Exercise requirements
What lines of the data below hold "PartialEq"? Show them.

Task input
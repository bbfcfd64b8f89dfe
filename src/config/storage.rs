//! Storage configuration types.

use serde::Deserialize;

/// Storage type discriminator.
#[derive(Debug, Clone, Copy, Default, PartialEq, Eq, Deserialize)]
#[serde(rename_all = "lowercase")]
pub enum StorageType {
    #[default]
    Sqlite,
    Postgres,
}

/// Storage configuration.
///
/// `path` applies to SQLite, `url` to PostgreSQL.
#[derive(Debug, Clone, PartialEq, Eq, Deserialize)]
#[serde(default)]
pub struct StorageConfig {
    /// Storage type discriminator.
    #[serde(rename = "type")]
    pub storage_type: StorageType,
    /// SQLite database file. Created if missing.
    pub path: String,
    /// PostgreSQL connection URI.
    pub url: String,
    /// Pool size.
    pub max_connections: u32,
}

impl Default for StorageConfig {
    fn default() -> Self {
        Self {
            storage_type: StorageType::Sqlite,
            path: "waymark.db".to_string(),
            url: "postgres://localhost:5432/waymark".to_string(),
            max_connections: 5,
        }
    }
}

Answer to the problem
#[derive(Debug, Clone, Copy, Default, PartialEq, Eq, Deserialize)]
#[derive(Debug, Clone, PartialEq, Eq, Deserialize)]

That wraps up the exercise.